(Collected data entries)

use std::io::{self, BufRead, Write};

use battlegrid::game::{InputSource, Rejection, RejectionSink};

/// Helper to read input from the player.
pub struct InputReader<B> {
    read: B,
    buf: String,
}

impl<B> InputReader<B> {
    pub fn new(read: B) -> Self {
        Self {
            read,
            buf: String::new(),
        }
    }
}

impl<B: BufRead> InputReader<B> {
    /// Repeatedly tries to read input until the input checker returns `Some`. Converts
    /// to ascii lower before running the checker.
    pub fn read_input_lower<F, T>(&mut self, prompt: &str, mut checker: F) -> io::Result<T>
    where
        F: FnMut(&str) -> Option<T>,
    {
        loop {
            self.read_input_inner(prompt)?;
            self.buf.make_ascii_lowercase();
            if let Some(val) = checker(self.buf.trim()) {
                return Ok(val);
            }
        }
    }

    /// Wait for the player to press enter.
    pub fn pause(&mut self) -> io::Result<()> {
        self.read_input_inner("Press [ENTER] ...")
    }

    /// Helper to print the prompt, clear the string buffer and read a line. Reports end of
    /// input as [`io::ErrorKind::UnexpectedEof`].
    fn read_input_inner(&mut self, prompt: &str) -> io::Result<()> {
        print!("{} ", prompt);
        io::stdout().flush()?;
        self.buf.clear();
        if self.read.read_line(&mut self.buf)? == 0 {
            return Err(io::Error::new(
                io::ErrorKind::UnexpectedEof,
                "input closed",
            ));
        }
        Ok(())
    }
}

impl<B: BufRead> InputSource for InputReader<B> {
    fn read_line(&mut self, prompt: &str) -> io::Result<String> {
        println!();
        self.read_input_inner(prompt)?;
        Ok(self.buf.trim().to_owned())
    }
}

/// Tells the player why their target was not accepted.
pub struct ConsoleSink;

impl RejectionSink for ConsoleSink {
    fn reject(&mut self, rejection: &Rejection) {
        println!("{}. Hold your fire!", rejection);
    }
}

• _ACTIVITY_
All of the entries should be repeated word for word.

• _EXERCISE OUTPUT_
use std::io::{self, BufRead, Write};

use battlegrid::game::{InputSource, Rejection, RejectionSink};

/// Helper to read input from the player.
pub struct InputReader<B> {
    read: B,
    buf: String,
}

impl<B> InputReader<B> {
    pub fn new(read: B) -> Self {
        Self {
            read,
            buf: String::new(),
        }
    }
}

impl<B: BufRead> InputReader<B> {
    /// Repeatedly tries to read input until the input checker returns `Some`. Converts
    /// to ascii lower before running the checker.
    pub fn read_input_lower<F, T>(&mut self, prompt: &str, mut checker: F) -> io::Result<T>
    where
        F: FnMut(&str) -> Option<T>,
    {
        loop {
            self.read_input_inner(prompt)?;
            self.buf.make_ascii_lowercase();
            if let Some(val) = checker(self.buf.trim()) {
                return Ok(val);
            }
        }
    }

    /// Wait for the player to press enter.
    pub fn pause(&mut self) -> io::Result<()> {
        self.read_input_inner("Press [ENTER] ...")
    }

    /// Helper to print the prompt, clear the string buffer and read a line. Reports end of
    /// input as [`io::ErrorKind::UnexpectedEof`].
    fn read_input_inner(&mut self, prompt: &str) -> io::Result<()> {
        print!("{} ", prompt);
        io::stdout().flush()?;
        self.buf.clear();
        if self.read.read_line(&mut self.buf)? == 0 {
            return Err(io::Error::new(
                io::ErrorKind::UnexpectedEof,
                "input closed",
            ));
        }
        Ok(())
    }
}

impl<B: BufRead> InputSource for InputReader<B> {
    fn read_line(&mut self, prompt: &str) -> io::Result<String> {
        println!();
        self.read_input_inner(prompt)?;
        Ok(self.buf.trim().to_owned())
    }
}

/// Tells the player why their target was not accepted.
pub struct ConsoleSink;

impl RejectionSink for ConsoleSink {
    fn reject(&mut self, rejection: &Rejection) {
        println!("{}. Hold your fire!", rejection);
    }
}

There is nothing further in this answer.